When you’re sleep-deprived, your body doesn’t get the chance to repair itself properly, which can ramp up inflammation.

  • Stick to a Schedule: Try to go to bed and wake up at the same time every day.
  • Create a Sleep Sanctuary: Keep your bedroom cool, dark, and quiet.
  • Unwind Before Bed: Swap scrolling for a book, meditation, or gentle stretching.

5. Manage Everyday Stress

Stress doesn’t just affect your mood—it can also increase inflammation. Taking steps to manage stress is key to staying healthy.

  • Breathe and Relax: Deep breathing, meditation, or even just a few quiet moments can help.
  • Get Outside: A walk in nature can do wonders for your mind and body.
  • Do What You Love: Whether it’s painting, gardening, or dancing, make time for things that bring you joy.

6. Stay Connected

Loneliness can take a toll on your health, but strong relationships help reduce stress and inflammation.

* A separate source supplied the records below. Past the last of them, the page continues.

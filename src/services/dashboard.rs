//! Dashboard cards and the analytics page.
//!
//! Both load every call in the selected date window (no row cutoff) with its
//! analysis and publish one `DerivedStats` computed from that result set,
//! plus a count of tours scheduled inside the same window. They differ only
//! in which range tokens they offer and their default.

use serde_json::Value;

use crate::error::StoreError;
use crate::queries::predicates::{tour_window_query, window_query, StatsScope};
use crate::queries::QueryContext;
use crate::services::conversations::{decode_calls, ConversationEntry};
use crate::services::view::ViewKind;
use crate::signals::{summarize, DerivedStats};
use crate::store::Query;
use crate::types::FilterState;

pub struct StatsView {
    scope: StatsScope,
}

impl StatsView {
    pub fn dashboard() -> Self {
        Self {
            scope: StatsScope::Dashboard,
        }
    }

    pub fn analytics() -> Self {
        Self {
            scope: StatsScope::Analytics,
        }
    }
}

impl ViewKind for StatsView {
    type Entry = ConversationEntry;

    fn name(&self) -> &'static str {
        match self.scope {
            StatsScope::Dashboard => "DashboardView",
            StatsScope::Analytics => "AnalyticsView",
        }
    }

    fn build_query(&self, filter: &FilterState, ctx: &QueryContext) -> Query {
        window_query(self.scope, filter, ctx)
    }

    fn decode(&self, rows: Vec<Value>, _ctx: &QueryContext) -> Result<Vec<ConversationEntry>, StoreError> {
        decode_calls(rows)
    }

    fn entry_id(entry: &ConversationEntry) -> i64 {
        entry.call.id
    }

    fn count_query(&self, filter: &FilterState, ctx: &QueryContext) -> Option<Query> {
        Some(tour_window_query(self.scope, filter, ctx))
    }

    fn summarize(
        &self,
        entries: &[ConversationEntry],
        scheduled_tours: usize,
        top_k: usize,
    ) -> Option<DerivedStats> {
        let rows: Vec<_> = entries
            .iter()
            .map(|e| (&e.call, e.analysis.as_ref()))
            .collect();
        Some(DerivedStats {
            scheduled_tours,
            ..summarize(&rows, top_k)
        })
    }
}

#[cfg(test)]
mod tests {
    use std::sync::Arc;

    use chrono::{Duration, NaiveDate};
    use serde_json::json;

    use super::*;
    use crate::db::test_utils::test_store;
    use crate::db::{NewAnalysis, NewCall, SqliteRecordStore};
    use crate::services::view::test_support::{march_10, pinned_clock, settings};
    use crate::services::view::{ViewController, ViewPhase};
    use crate::signals::{LabelCount, Metric};
    use crate::types::{FilterEdit, FilterField, IndicatorCollection};

    /// Ten calls spread over the last seven days, six analyzed (four ok, two
    /// warning), plus one call well outside the window.
    fn seed_week(store: &SqliteRecordStore) {
        let now = march_10();
        store
            .insert_call(&NewCall {
                created_at: now - Duration::days(20),
                duration: Some(999),
                ..Default::default()
            })
            .unwrap();

        for i in 0..10_i64 {
            let created_at = now - Duration::hours(i * 15);
            let call_id = store
                .insert_call(&NewCall {
                    created_at,
                    duration: Some(60),
                    ..Default::default()
                })
                .unwrap();
            if i < 6 {
                let alert = if i < 4 { "ok" } else { "warning" };
                store
                    .insert_analysis(&NewAnalysis {
                        call_id,
                        created_at: created_at + Duration::minutes(5),
                        sentiment: Some("positive".into()),
                        agent_confidence: Some(0.5 + 0.05 * i as f64),
                        alert_status: Some(alert.into()),
                        positive_indicators: Some(if i % 2 == 0 {
                            IndicatorCollection::Labels(vec![json!("a"), json!("b")])
                        } else {
                            IndicatorCollection::Label("b".into())
                        }),
                        ..Default::default()
                    })
                    .unwrap();
            }
        }
    }

    fn controller(view: StatsView, store: SqliteRecordStore) -> ViewController<StatsView> {
        ViewController::new(view, Arc::new(store), settings()).with_clock(pinned_clock(march_10()))
    }

    #[tokio::test]
    async fn test_seven_day_window_end_to_end() {
        let store = test_store();
        seed_week(&store);
        let ctrl = controller(StatsView::dashboard(), store);
        ctrl.apply_edit(&FilterEdit::new(FilterField::Range, "7d"));
        ctrl.refresh().await;

        let model = ctrl.snapshot();
        assert_eq!(model.phase(), ViewPhase::Ready);
        let stats = model.stats.expect("stats published");
        assert_eq!(stats.total, 10);
        assert_eq!(stats.success_count, 4);
        assert_eq!(stats.success_rate, 40.0);
        assert_eq!(stats.success_rate_label(), "40.0%");
        assert_eq!(stats.analyzed_count, 6);
        assert_eq!(stats.average_duration, 60.0);
        match stats.average_confidence {
            Metric::Available(confidence) => assert!((confidence - 0.625).abs() < 1e-9),
            Metric::NotAvailable => panic!("expected an average confidence"),
        }
        assert_eq!(
            stats.top_positive_indicators,
            vec![
                LabelCount {
                    label: "b".into(),
                    count: 6
                },
                LabelCount {
                    label: "a".into(),
                    count: 3
                },
            ]
        );
    }

    #[tokio::test]
    async fn test_dashboard_defaults_to_today() {
        let store = test_store();
        seed_week(&store);
        let ctrl = controller(StatsView::dashboard(), store);
        ctrl.refresh().await;

        // Offsets of 0, 15 hours (00:00 on the 10th) fall on March 10 UTC.
        let stats = ctrl.snapshot().stats.expect("stats");
        assert_eq!(stats.total, 2);
    }

    #[tokio::test]
    async fn test_unsupported_range_falls_back_to_default() {
        let store = test_store();
        seed_week(&store);
        let ctrl = controller(StatsView::dashboard(), store);
        ctrl.apply_edit(&FilterEdit::new(FilterField::Range, "90d"));
        ctrl.refresh().await;
        assert_eq!(ctrl.snapshot().stats.expect("stats").total, 2);
    }

    #[tokio::test]
    async fn test_analytics_defaults_to_all() {
        let store = test_store();
        seed_week(&store);
        let ctrl = controller(StatsView::analytics(), store);
        ctrl.refresh().await;
        let stats = ctrl.snapshot().stats.expect("stats");
        assert_eq!(stats.total, 11);
        assert_eq!(stats.success_count, 4);
    }

    #[tokio::test]
    async fn test_tours_counted_by_calendar_date_in_window() {
        let store = test_store();
        let old = march_10() - Duration::days(40);
        for day in [3, 4, 10, 11] {
            store
                .insert_call(&NewCall {
                    created_at: old,
                    tour_date: NaiveDate::from_ymd_opt(2026, 3, day),
                    ..Default::default()
                })
                .unwrap();
        }
        let ctrl = controller(StatsView::dashboard(), store);

        // Today runs through the whole of March 10, regardless of the clock.
        ctrl.refresh().await;
        let stats = ctrl.snapshot().stats.expect("stats");
        assert_eq!(stats.total, 0);
        assert_eq!(stats.scheduled_tours, 1);

        // 7d covers March 4 through March 10 inclusive.
        ctrl.apply_edit(&FilterEdit::new(FilterField::Range, "7d"));
        ctrl.refresh().await;
        assert_eq!(ctrl.snapshot().stats.expect("stats").scheduled_tours, 2);
    }

    #[tokio::test]
    async fn test_analytics_all_counts_every_tour() {
        let store = test_store();
        seed_week(&store);
        store
            .insert_call(&NewCall {
                created_at: march_10(),
                tour_date: NaiveDate::from_ymd_opt(2027, 1, 2),
                ..Default::default()
            })
            .unwrap();
        let ctrl = controller(StatsView::analytics(), store);
        ctrl.refresh().await;
        let stats = ctrl.snapshot().stats.expect("stats");
        assert_eq!(stats.total, 12);
        assert_eq!(stats.scheduled_tours, 1);
    }

    #[tokio::test]
    async fn test_empty_window_publishes_zeroed_stats() {
        let ctrl = controller(StatsView::analytics(), test_store());
        ctrl.apply_edit(&FilterEdit::new(FilterField::Range, "30d"));
        ctrl.refresh().await;
        let model = ctrl.snapshot();
        assert_eq!(model.phase(), ViewPhase::Empty);
        let stats = model.stats.expect("stats");
        assert_eq!(stats.total, 0);
        assert_eq!(stats.success_rate, 0.0);
        assert_eq!(stats.average_confidence, Metric::NotAvailable);
    }
}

  • Reach Out: Regular coffee dates or phone calls with friends and family go a long way.
  • Join a Group: From book clubs to sports teams, connecting with others who share your interests can be energising.
  • Be Present: Listening and showing gratitude strengthens bonds and supports mental well-being.

7. Watch Out for Inflammatory Triggers

Some habits and products can sneakily increase inflammation, so it’s worth taking a closer look at your environment.

  • Limit Alcohol and Smoking: Both can aggravate inflammation and damage cells.
  • Choose Natural Products: Switch to non-toxic cleaning and skincare options.
  • Stay Hydrated: Water helps your body flush out toxins and keeps everything running smoothly.

Small Changes, Big Rewards

Chronic inflammation may be invisible, but its effects on your health and ageing are real. By making small, manageable changes—like eating better, staying active, and managing stress—you can take control of your health and support a longer, healthier life.

Remember, it’s not about perfection. Every positive step adds up, helping you feel better and age with confidence.